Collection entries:
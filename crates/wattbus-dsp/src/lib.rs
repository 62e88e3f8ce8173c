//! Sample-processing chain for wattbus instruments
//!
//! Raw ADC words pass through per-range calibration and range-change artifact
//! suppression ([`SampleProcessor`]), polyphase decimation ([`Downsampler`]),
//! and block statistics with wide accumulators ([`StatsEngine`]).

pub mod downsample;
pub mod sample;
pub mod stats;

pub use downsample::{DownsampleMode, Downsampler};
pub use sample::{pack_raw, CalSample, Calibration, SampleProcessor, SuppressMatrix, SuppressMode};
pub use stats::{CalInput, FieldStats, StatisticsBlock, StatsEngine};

WHAT TO DO:
Each record above, in full: retype it verbatim.

OUTPUT FOR THIS TASK:
filename crates/wattbus-dsp/src/lib.rs
repository 62e88e3f8ce8173c
//! Sample-processing chain for wattbus instruments
//!
//! Raw ADC words pass through per-range calibration and range-change artifact
//! suppression ([`SampleProcessor`]), polyphase decimation ([`Downsampler`]),
//! and block statistics with wide accumulators ([`StatsEngine`]).

pub mod downsample;
pub mod sample;
pub mod stats;

pub use downsample::{DownsampleMode, Downsampler};
pub use sample::{pack_raw, CalSample, Calibration, SampleProcessor, SuppressMatrix, SuppressMode};
pub use stats::{CalInput, FieldStats, StatisticsBlock, StatsEngine};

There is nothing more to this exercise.